We don’t yet know what will be in the new law. The central government is today due to table a resolution to allow the Standing Committee of the National People’s Congress to craft and pass the new national security law for Hong Kong. Translation: the rubber stamp government will approve the top leaders writing a treason law for Hong Kong.

The new law will ban secessionist and subversive activity, as well as foreign interference and terrorism, according to the sources at the South China Morning Post. So foreign entities and people can also be charged.

It presents a real dilemma for Secretary of State Mike Pompeo. He has delayed a report on how autonomous Hong Kong actually is until after this meeting in Beijing. He must certify an annual assessment that Hong Kong is self-governed enough to justify separate trade status. That is very much in doubt.

China is already referring to last year’s pro-democracy demonstrations as terrorism, and says anyone flying a foreign flag at a march is promoting Hong Kong independence. Of course, the Communist leaders are furious that people have been burning and stamping on the Chinese flag, booing the national anthem, and even breaking into the government chambers here to spray-paint over the Hong Kong flag.

Hong Kong’s constitution does state that the city has to pass a national security law, in its Article 23. So-called Article 23 legislation was put forward by the Hong Kong government in 2003, but pulled after 500,000 people marched in opposition to it in the streets.
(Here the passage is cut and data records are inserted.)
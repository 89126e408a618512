//! Property-based testing utilities using proptest.

use proptest::prelude::*;
use trails_core::money::Money;
use trails_core::pricing::PricingTier;

/// Per-person prices between GHS 1.00 and GHS 5,000.00
pub fn money() -> impl Strategy<Value = Money> {
    (100_u64..=500_000).prop_map(Money::from_pesewas)
}

/// A gap-free, non-overlapping tier set covering `1..=max_group_size`.
///
/// Produces one to five bands; the last band is open-ended half of the time.
/// Tiers are returned in shuffled order so callers exercise sorting.
pub fn contiguous_tiers(max_group_size: u32) -> impl Strategy<Value = Vec<PricingTier>> {
    let max = max_group_size.max(1);
    let cut_count = max.saturating_sub(1).min(4) as usize;

    (
        proptest::collection::btree_set(2..=max.max(2), 0..=cut_count),
        proptest::collection::vec(money(), 5),
        any::<bool>(),
    )
        .prop_map(move |(cuts, prices, open_ended)| {
            let mut starts: Vec<u32> = std::iter::once(1)
                .chain(cuts.into_iter().filter(|cut| *cut <= max))
                .collect();
            starts.dedup();

            let mut tiers: Vec<PricingTier> = starts
                .iter()
                .enumerate()
                .map(|(index, start)| {
                    let end = starts.get(index + 1).map_or(max, |next| next - 1);
                    PricingTier::new(index as u64 + 1, *start, Some(end), prices[index % prices.len()])
                })
                .collect();

            if open_ended {
                if let Some(last) = tiers.last_mut() {
                    last.max_people = None;
                }
            }
            tiers
        })
        .prop_shuffle()
}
Now the Beijing government has lost patience with playing the rigged game that it set up. It figures that it will simply directly rule Hong Kong in this case, banning criticism of itself, how China is governed, how Hong Kong is governed. Presumably you, in the United States, could be prosecuted for “foreign interference” should you criticize the party and step foot in Hong Kong.

So beware. This law really does mean the end of Hong Kong’s autonomy. It is dangerous for us all.